### What to produce
Count the lines of data below that include "impl". Provide only the number.

### Data
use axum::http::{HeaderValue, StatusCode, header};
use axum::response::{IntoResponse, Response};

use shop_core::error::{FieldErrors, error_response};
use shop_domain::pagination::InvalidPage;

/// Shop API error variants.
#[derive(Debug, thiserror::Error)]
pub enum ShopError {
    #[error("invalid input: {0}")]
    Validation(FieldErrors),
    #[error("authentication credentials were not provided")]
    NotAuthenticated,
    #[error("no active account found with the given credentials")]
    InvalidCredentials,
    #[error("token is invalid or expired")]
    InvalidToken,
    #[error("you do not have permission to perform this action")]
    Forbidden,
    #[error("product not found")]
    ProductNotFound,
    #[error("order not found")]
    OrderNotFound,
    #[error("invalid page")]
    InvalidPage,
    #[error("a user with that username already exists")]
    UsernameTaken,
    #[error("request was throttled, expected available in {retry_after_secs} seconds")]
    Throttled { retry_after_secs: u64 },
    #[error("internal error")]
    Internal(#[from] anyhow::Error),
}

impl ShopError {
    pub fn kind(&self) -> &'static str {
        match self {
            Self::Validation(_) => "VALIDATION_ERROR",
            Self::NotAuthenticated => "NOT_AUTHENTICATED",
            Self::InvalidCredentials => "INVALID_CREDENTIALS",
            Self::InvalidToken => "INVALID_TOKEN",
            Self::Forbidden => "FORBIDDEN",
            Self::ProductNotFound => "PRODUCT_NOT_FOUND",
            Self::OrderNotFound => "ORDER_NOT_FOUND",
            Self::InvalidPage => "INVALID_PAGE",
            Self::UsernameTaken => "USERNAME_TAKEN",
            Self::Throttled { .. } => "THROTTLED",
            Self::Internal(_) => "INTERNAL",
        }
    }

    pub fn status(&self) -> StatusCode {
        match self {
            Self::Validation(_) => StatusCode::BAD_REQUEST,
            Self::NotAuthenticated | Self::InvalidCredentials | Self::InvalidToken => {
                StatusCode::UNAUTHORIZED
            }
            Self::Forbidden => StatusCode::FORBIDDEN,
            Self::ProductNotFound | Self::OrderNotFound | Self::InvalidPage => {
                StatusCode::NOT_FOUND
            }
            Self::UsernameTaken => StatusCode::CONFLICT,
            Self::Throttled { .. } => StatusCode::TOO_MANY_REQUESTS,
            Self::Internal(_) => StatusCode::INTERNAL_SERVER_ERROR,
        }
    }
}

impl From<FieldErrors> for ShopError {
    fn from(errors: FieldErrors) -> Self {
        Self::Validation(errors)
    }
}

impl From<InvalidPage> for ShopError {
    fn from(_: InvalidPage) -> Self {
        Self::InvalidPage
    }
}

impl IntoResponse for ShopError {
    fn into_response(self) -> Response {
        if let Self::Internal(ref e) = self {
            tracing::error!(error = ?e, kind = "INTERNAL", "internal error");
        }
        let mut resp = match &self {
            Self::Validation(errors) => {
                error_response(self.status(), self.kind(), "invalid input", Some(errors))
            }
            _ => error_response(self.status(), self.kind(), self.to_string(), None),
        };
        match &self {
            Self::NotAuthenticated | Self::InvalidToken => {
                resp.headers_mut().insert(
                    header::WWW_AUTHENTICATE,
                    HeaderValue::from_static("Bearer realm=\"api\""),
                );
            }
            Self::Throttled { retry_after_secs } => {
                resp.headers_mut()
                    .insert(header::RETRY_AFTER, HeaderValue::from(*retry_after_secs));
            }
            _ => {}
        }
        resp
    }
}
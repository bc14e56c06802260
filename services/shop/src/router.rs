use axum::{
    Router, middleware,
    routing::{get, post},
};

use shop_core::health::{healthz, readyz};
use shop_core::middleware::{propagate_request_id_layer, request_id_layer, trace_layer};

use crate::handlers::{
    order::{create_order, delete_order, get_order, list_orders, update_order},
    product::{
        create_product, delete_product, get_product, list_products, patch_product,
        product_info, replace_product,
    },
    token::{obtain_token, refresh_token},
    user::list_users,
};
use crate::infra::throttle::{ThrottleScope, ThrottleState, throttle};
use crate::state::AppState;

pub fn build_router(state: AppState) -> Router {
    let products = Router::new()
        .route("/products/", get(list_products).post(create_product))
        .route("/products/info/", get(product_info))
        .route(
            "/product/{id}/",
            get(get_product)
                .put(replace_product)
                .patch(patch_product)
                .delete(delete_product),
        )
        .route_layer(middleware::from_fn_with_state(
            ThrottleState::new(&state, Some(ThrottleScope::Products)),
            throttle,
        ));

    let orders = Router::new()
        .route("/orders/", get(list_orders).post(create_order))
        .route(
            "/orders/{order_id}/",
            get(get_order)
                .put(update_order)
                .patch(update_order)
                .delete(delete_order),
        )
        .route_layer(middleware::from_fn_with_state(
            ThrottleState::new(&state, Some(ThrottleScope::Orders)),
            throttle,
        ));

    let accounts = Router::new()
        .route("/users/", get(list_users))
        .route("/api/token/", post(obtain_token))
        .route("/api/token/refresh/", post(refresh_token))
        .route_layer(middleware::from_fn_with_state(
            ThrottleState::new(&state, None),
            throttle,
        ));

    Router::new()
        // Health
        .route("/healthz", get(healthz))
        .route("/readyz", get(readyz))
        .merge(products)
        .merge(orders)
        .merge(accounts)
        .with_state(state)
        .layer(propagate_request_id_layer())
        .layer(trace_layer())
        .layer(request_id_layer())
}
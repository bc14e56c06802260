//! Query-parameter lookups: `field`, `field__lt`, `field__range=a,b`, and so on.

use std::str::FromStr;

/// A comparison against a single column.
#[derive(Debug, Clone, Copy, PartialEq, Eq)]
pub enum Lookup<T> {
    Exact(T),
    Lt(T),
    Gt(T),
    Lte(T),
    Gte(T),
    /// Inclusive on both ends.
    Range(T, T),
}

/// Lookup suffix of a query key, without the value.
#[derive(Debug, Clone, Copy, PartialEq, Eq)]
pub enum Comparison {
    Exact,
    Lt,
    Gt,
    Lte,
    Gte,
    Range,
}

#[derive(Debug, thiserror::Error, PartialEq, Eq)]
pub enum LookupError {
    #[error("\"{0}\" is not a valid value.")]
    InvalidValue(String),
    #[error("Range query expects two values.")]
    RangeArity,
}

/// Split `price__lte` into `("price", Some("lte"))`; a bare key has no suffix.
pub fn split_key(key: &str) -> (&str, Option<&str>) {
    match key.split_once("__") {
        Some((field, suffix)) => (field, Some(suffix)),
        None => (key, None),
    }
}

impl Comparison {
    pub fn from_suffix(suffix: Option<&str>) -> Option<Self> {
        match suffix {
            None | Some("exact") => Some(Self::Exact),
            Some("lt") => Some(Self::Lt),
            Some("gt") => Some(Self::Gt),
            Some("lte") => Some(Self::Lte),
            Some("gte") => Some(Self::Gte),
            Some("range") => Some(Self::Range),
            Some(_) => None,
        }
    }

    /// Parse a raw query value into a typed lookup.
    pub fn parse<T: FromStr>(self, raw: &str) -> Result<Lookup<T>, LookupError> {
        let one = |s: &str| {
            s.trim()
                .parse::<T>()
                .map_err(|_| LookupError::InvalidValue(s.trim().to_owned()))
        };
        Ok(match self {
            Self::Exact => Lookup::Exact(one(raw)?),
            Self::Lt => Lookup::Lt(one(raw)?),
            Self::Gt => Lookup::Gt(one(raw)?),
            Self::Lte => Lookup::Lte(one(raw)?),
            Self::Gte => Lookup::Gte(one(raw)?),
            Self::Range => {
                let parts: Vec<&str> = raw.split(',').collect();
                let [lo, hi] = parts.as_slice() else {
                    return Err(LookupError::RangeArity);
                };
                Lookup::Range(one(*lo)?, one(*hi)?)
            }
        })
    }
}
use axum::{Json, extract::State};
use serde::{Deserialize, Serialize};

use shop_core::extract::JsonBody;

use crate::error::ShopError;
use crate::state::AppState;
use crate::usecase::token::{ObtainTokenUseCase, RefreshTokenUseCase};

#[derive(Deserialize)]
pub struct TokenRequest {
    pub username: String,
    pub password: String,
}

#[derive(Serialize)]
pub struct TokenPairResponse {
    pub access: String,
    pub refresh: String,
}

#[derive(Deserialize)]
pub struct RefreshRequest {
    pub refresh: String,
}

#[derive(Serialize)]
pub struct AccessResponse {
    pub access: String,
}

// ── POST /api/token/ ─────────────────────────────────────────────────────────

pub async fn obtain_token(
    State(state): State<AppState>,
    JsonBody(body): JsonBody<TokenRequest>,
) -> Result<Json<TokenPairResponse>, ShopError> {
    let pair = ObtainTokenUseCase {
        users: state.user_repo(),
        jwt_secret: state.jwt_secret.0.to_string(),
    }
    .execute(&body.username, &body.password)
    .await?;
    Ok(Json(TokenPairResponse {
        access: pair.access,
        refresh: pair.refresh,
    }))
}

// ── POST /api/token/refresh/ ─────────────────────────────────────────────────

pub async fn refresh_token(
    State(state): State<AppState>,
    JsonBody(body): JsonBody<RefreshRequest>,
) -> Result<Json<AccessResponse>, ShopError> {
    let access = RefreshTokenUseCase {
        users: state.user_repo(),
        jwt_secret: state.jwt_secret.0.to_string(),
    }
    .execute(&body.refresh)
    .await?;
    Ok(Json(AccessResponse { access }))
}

### Response below
5